SANS TITRE, 1960. © Vivian Maier/Maloof Collection/Courtesy HGG, NY
CAMPREDON – Centre d'art 20 Rue du Docteur Taillet 84800 L'Isle-sur-la-Sorgue France
Vivian Maier (1926-2009) exerça le métier de gouvernante d’enfants à Chicago, au début des années 1950, et pendant plus de quatre décennies. Toute une vie passée inaperçue, inéluctablement, jusqu’à la récente découverte, en 2007, de son corpus photographique : une œuvre colossale, constituée de plus de 100 000 négatifs, de films super 8 et 16mm, d’enregistrements divers, de photographies éparses, et d‘une multitude de pellicules non développées. Cette découverte devient presque un contresens, un revers, et la photographie, « cet arrachement à la vie ». Cette passion l’a élevée au rang des grands photographes emblématiques de la street photography, et figure dans l’Histoire de la Photographie, aux côtés de Diane Arbus, Robert Frank, Helen Levitt ou Garry Winogrand.
1959, GRENOBLE, FRANCE. © Vivian Maier /Maloof Collection /Courtesy HGG, NY
Pendant son temps libre, Vivian Maier photographiait la rue, des gens, des objets, des paysages ; en définitive, elle photographiait ce qu’elle voyait, tout simplement, abruptement. Elle a su retenir, pendant une fraction de seconde, son temps. Elle a raconté la beauté des choses ordinaires, cherchant dans le quotidien, dans le banal, les fissures imperceptibles, les inflexions furtives du réel.
Son monde c’était les autres, des inconnus, des anonymes, que Vivian Maier effleure le temps d’une seconde, de sorte que ce qu’elle mesurait avec son appareil photographique, était d’abord un rapport de distance, cette même distance qui faisait de ces personnages, les protagonistes d’une anecdote sans importance. Et même si elle osait des cadrages impérieux, déconcertants, Vivian Maier reste au seuil de la scène qu’elle photographie, voire au-delà, jamais en-deçà pour ne pas en être invisible. Elle prend part à ce qu’elle voit, et devient elle aussi sujet.
SANS TITRE. © Vivian Maier/Maloof Collection /Courtesy HGG, NY
Les reflets de son visage, son ombre qui s’allonge sur le sol, le contour de sa silhouette, se projettent dans le périmètre de l’image photographique.
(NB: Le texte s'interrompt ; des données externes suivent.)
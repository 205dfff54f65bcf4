//! Course model

use super::activity::Activity;
use serde::{Deserialize, Serialize};
use std::fmt;

/// Descriptive fields of a course, gathered before any activities exist
#[derive(Debug, Clone, Default, PartialEq, Serialize, Deserialize)]
pub struct CourseDetails {
    /// Course code (e.g., "COM1001")
    pub code: String,

    /// Course name (e.g., "Introduction to Software Engineering")
    pub name: String,

    /// Free-text description shown in the catalogue
    pub description: String,

    /// Whether sessions need a computer room
    pub requires_computers: bool,

    /// Course organiser name
    pub course_organiser_name: String,

    /// Course organiser email, notified when the course changes
    pub course_organiser_email: String,

    /// Course secretary name
    pub course_secretary_name: String,

    /// Course secretary email
    pub course_secretary_email: String,

    /// Number of tutorials a student has to pick
    pub required_tutorials: u32,

    /// Number of labs a student has to pick
    pub required_labs: u32,
}

/// A course in the catalogue together with its scheduled activities
#[derive(Debug, Clone, Serialize, Deserialize)]
pub struct Course {
    /// Descriptive fields
    pub details: CourseDetails,

    /// Scheduled activities, ids unique within the course
    pub activities: Vec<Activity>,
}

impl Course {
    /// Create a new course with no activities yet
    #[must_use]
    pub const fn new(details: CourseDetails) -> Self {
        Self {
            details,
            activities: Vec::new(),
        }
    }

    /// The course code, the key the catalogue stores this course under
    #[must_use]
    pub fn code(&self) -> &str {
        &self.details.code
    }

    /// Whether an activity with the given id is already scheduled
    #[must_use]
    pub fn has_activity_with_id(&self, id: u32) -> bool {
        self.activities.iter().any(|a| a.id == id)
    }

    /// Whether the activity with the given id is a lecture without a recording
    #[must_use]
    pub fn is_unrecorded_lecture(&self, id: u32) -> bool {
        self.activities
            .iter()
            .any(|a| a.id == id && a.is_unrecorded_lecture())
    }

    /// Add an activity to the course
    ///
    /// # Errors
    /// Returns an error if an activity with the same id already exists.
    pub fn add_activity(&mut self, activity: Activity) -> Result<(), String> {
        if self.has_activity_with_id(activity.id) {
            return Err(format!("Activity with ID {} already exists.", activity.id));
        }
        self.activities.push(activity);
        Ok(())
    }

    /// All activities as a newline-separated block for course details views
    #[must_use]
    pub fn activities_as_string(&self) -> String {
        if self.activities.is_empty() {
            return "No activities assigned.".to_string();
        }
        let mut out = String::new();
        for activity in &self.activities {
            out.push_str(&activity.to_string());
            out.push('\n');
        }
        out.trim().to_string()
    }
}

/// Courses are identified by their code
impl PartialEq for Course {
    fn eq(&self, other: &Self) -> bool {
        self.details.code == other.details.code
    }
}

impl Eq for Course {}

impl fmt::Display for Course {
    fn fmt(&self, f: &mut fmt::Formatter<'_>) -> fmt::Result {
        let d = &self.details;
        write!(
            f,
            "{} - {}\nOrganiser: {} <{}>\nSecretary: {} <{}>\nRequires Computers: {}\nRequired Tutorials: {}, Labs: {}\nDescription: {}\nActivities:\n{}",
            d.code,
            d.name,
            d.course_organiser_name,
            d.course_organiser_email,
            d.course_secretary_name,
            d.course_secretary_email,
            d.requires_computers,
            d.required_tutorials,
            d.required_labs,
            d.description,
            self.activities_as_string(),
        )
    }
}

#[cfg(test)]
mod tests {
    use super::super::activity::ActivityKind;
    use super::*;
    use chrono::{NaiveDate, Weekday};

    fn details(code: &str) -> CourseDetails {
        CourseDetails {
            code: code.to_string(),
            name: "Introduction to Software Engineering".to_string(),
            description: "Foundations of modern software development".to_string(),
            requires_computers: true,
            course_organiser_name: "Ada Lovelace".to_string(),
            course_organiser_email: "a.lovelace@hindeburg.ac.uk".to_string(),
            course_secretary_name: "Charles Babbage".to_string(),
            course_secretary_email: "c.babbage@hindeburg.ac.uk".to_string(),
            required_tutorials: 1,
            required_labs: 1,
        }
    }

    fn tutorial(id: u32) -> Activity {
        Activity::new(
            id,
            NaiveDate::from_ymd_opt(2025, 3, 26).unwrap(),
            "10:00:00".parse().unwrap(),
            NaiveDate::from_ymd_opt(2025, 4, 30).unwrap(),
            "11:00:00".parse().unwrap(),
            "Room B12".to_string(),
            Weekday::Tue,
            ActivityKind::Tutorial { capacity: 25 },
        )
    }

    #[test]
    fn test_course_creation() {
        let course = Course::new(details("COM1001"));
        assert_eq!(course.code(), "COM1001");
        assert!(course.activities.is_empty());
    }

    #[test]
    fn test_add_activity_rejects_duplicate_id() {
        let mut course = Course::new(details("COM1001"));
        assert!(course.add_activity(tutorial(101)).is_ok());
        let err = course.add_activity(tutorial(101)).unwrap_err();
        assert_eq!(err, "Activity with ID 101 already exists.");
        assert_eq!(course.activities.len(), 1);
    }

    #[test]
    fn test_unrecorded_lecture_lookup() {
        let mut course = Course::new(details("COM1001"));
        course
            .add_activity(Activity::new(
                1,
                NaiveDate::from_ymd_opt(2025, 3, 26).unwrap(),
                "09:00:00".parse().unwrap(),
                NaiveDate::from_ymd_opt(2025, 4, 30).unwrap(),
                "10:00:00".parse().unwrap(),
                "Lecture Hall 1".to_string(),
                Weekday::Mon,
                ActivityKind::Lecture { recorded: false },
            ))
            .unwrap();
        course.add_activity(tutorial(2)).unwrap();

        assert!(course.is_unrecorded_lecture(1));
        assert!(!course.is_unrecorded_lecture(2));
        assert!(!course.is_unrecorded_lecture(99));
    }

    #[test]
    fn test_activities_string_when_empty() {
        let course = Course::new(details("COM1001"));
        assert_eq!(course.activities_as_string(), "No activities assigned.");
    }

    #[test]
    fn test_display_includes_metadata_and_activities() {
        let mut course = Course::new(details("COM1001"));
        course.add_activity(tutorial(101)).unwrap();

        let text = course.to_string();
        assert!(text.starts_with("COM1001 - Introduction to Software Engineering\n"));
        assert!(text.contains("Organiser: Ada Lovelace <a.lovelace@hindeburg.ac.uk>"));
        assert!(text.contains("Requires Computers: true"));
        assert!(text.contains("Required Tutorials: 1, Labs: 1"));
        assert!(text.contains("[Tutorial #101] TUESDAY 10:00-11:00 Room B12"));
    }

    #[test]
    fn test_equality_is_by_code() {
        let a = Course::new(details("COM1001"));
        let mut b = Course::new(details("COM1001"));
        b.details.name = "Renamed".to_string();
        assert_eq!(a, b);
    }
}
//! External service collaborators
//!
//! The portal touches two boundary services: authentication and email.
//! Both are traits with mock implementations, since the university test
//! environment runs without real infrastructure behind either.

pub mod auth;
pub mod email;

pub use auth::{AuthenticatedSession, AuthenticationService, MockAuthenticationService};
pub use email::{EmailService, EmailStatus, MockEmailService};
Vivian Maier réalise de nombreux autoportraits tout au long de ces années avec l’insistance de quelqu’un en quête de soi-même. Elle cultivait une certaine obsession, moins pour l’image en soi que pour l’acte de photographier, pour le geste, comme un accomplissement en devenir. La rue était son théâtre et ses images un prétexte. Et derrière chaque image, il y a un film, celui de son regard. Les films super-8 présentés dans cette exposition, nous montrent de quelle manière elle promène son regard sur le monde et comment elle modèle son image : elle s’approche, s’éloigne, fait le tour de quelque chose de manière intuitive, jusqu’au moment où elle s’arrête, cadre, et c’est à cet instant qu’elle prend la décision de l’image photographique, comme quelque chose de l’ordre de la capture. Ce punctum vient alors mettre un terme définitif à une linéarité préliminaire, un modus operandi qu’elle réitère pour chacune de ses images.
Nous voyons le monde à travers son regard, et ses images nous racontent, par bribes furtives, cette personne mystérieuse qui restera à jamais une énigme.